The algorithm basically and bagged consistent, is the new introduction of a weight concept, first, in (1) initialization, the weight 1/d, that is, each tuple (Di) weights consistent, in the ground (9) ~ (11) Step,

The weights are constantly refreshed, and here we can see that the weights of the tuples that are correctly categorized are always multiplied by a number less than 1, that is, the tuple that is correctly categorized, the likelihood of being selected as the training set DI is reduced,

The classifier will focus on "hard to classify" data. We are based on a belief that "some classifier may have a good effect on a particular sort of data".

Add: Tuple concept: Tuple is the smallest data unit, such as a person is a tuple, have height, weight and other attributes.

After the data is trained, it is a combination classifier.

Here we see, there appears a weight, the classifier of the voting weight, this weight is according to the classifier accuracy rate (the lower the error rate, the higher the weight).

The next step is to introduce a decision tree lifting algorithm: Random forest.

The random forest is actually very intuitive, that is, using the random bagging method mentioned above, for each DI construction decision number, here with the cart algorithm (only need to calculate the Gini index), not pruning.

Then vote for all the trees in the forest.

Examples of random forests with R language:

If the Randomforest package is not installed, first install.packages ("Randomforest")
Library (randomforest) model.forest = Randomforest (species~.,data=iris) pre.forest=predict (model.forest,iris) Table ( Pre.forest,iris$species)

  

Accurate rate up to 100%

And with a single decision tree

Library (rpart) Model.tree " class " ) Pre.tree=predict (model.tree,data=iris,type="class") Table (Pre.tree, Iris$species)

found that some of the data will be judged wrong.

PS: The algorithm of combinatorial classifier is excerpted from Han Jiawei "data mining concept and technology".

The combination algorithm of classifier to improve the accuracy of the summary

Contact Us

The content source of this page is from Internet, which doesn't represent Alibaba Cloud's opinion; products and services mentioned on that page don't have any relationship with Alibaba Cloud.

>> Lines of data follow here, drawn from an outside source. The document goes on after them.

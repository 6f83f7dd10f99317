//! Site base URL and route table.

use std::fmt;

use serde::{Deserialize, Serialize};
use url::Url;

use crate::error::{AppError, Result};

/// Absolute base URL of one deployment (scheme + host, optional port and path prefix).
///
/// Rendered without a trailing slash, so `join("/")` yields the bare origin
/// (`https://example.test`) and `join("/agenda")` yields `https://example.test/agenda`.
#[derive(Debug, Clone, PartialEq, Eq)]
pub struct SiteUrl {
    url: Url,
}

impl SiteUrl {
    /// Parse and validate a base URL.
    pub fn parse(input: &str) -> Result<Self> {
        let url = Url::parse(input.trim())?;

        if !matches!(url.scheme(), "http" | "https") {
            return Err(AppError::config(format!(
                "base URL must use http or https, got '{}'",
                url.scheme()
            )));
        }
        if url.host_str().is_none() {
            return Err(AppError::config(format!("base URL has no host: {input}")));
        }
        if url.query().is_some() || url.fragment().is_some() {
            return Err(AppError::config(format!(
                "base URL must not carry a query or fragment: {input}"
            )));
        }

        Ok(Self { url })
    }

    /// The base URL without a trailing slash.
    pub fn as_str(&self) -> &str {
        self.url.as_str().trim_end_matches('/')
    }

    /// Build an absolute URL for a route path.
    pub fn join(&self, path: &str) -> String {
        let path = path.trim();
        if path.is_empty() || path == "/" {
            return self.as_str().to_string();
        }
        if path.starts_with('/') {
            format!("{}{}", self.as_str(), path)
        } else {
            format!("{}/{}", self.as_str(), path)
        }
    }

    /// Whether an absolute URL lives under this base.
    pub fn contains(&self, absolute: &str) -> bool {
        let base = self.as_str();
        match absolute.strip_prefix(base) {
            Some(rest) => rest.is_empty() || rest.starts_with('/'),
            None => false,
        }
    }
}

impl fmt::Display for SiteUrl {
    fn fmt(&self, f: &mut fmt::Formatter<'_>) -> fmt::Result {
        f.write_str(self.as_str())
    }
}

/// A route the application actually serves.
#[derive(Debug, Clone, PartialEq, Eq, Serialize, Deserialize)]
pub struct RouteEntry {
    /// Route path, always starting with `/`
    pub path: String,

    /// Administrative subtree that must stay out of search engines
    #[serde(default)]
    pub protected: bool,
}

impl RouteEntry {
    pub fn public(path: impl Into<String>) -> Self {
        Self {
            path: path.into(),
            protected: false,
        }
    }

    pub fn protected(path: impl Into<String>) -> Self {
        Self {
            path: path.into(),
            protected: true,
        }
    }
}

/// Whether `path` equals `root` or sits below it on a segment boundary.
///
/// `/panel/bookings/42` is inside `/panel/bookings`; `/panel/bookingsx` is not.
pub fn is_within(path: &str, root: &str) -> bool {
    let root = root.trim_end_matches('/');
    if root.is_empty() {
        return path.starts_with('/');
    }
    match path.strip_prefix(root) {
        Some(rest) => rest.is_empty() || rest.starts_with('/'),
        None => false,
    }
}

If the content of the page makes you feel confusing, please write us an email, we will handle the problem within 5 days after receiving your email.

If you find any instances of plagiarism from the community, please send an email to: info-contact@alibabacloud.com and provide relevant evidence. A staff member will contact you within 5 working days.

A Free Trial That Lets You Build Big!

Start building with 50+ products and up to 12 months usage for Elastic Compute Service

  • Sales Support

    1 on 1 presale consultation

  • After-Sales Support

    24/7 Technical Support 6 Free Tickets per Quarter Faster Response

  • Alibaba Cloud offers highly flexible support services tailored to meet your exact needs.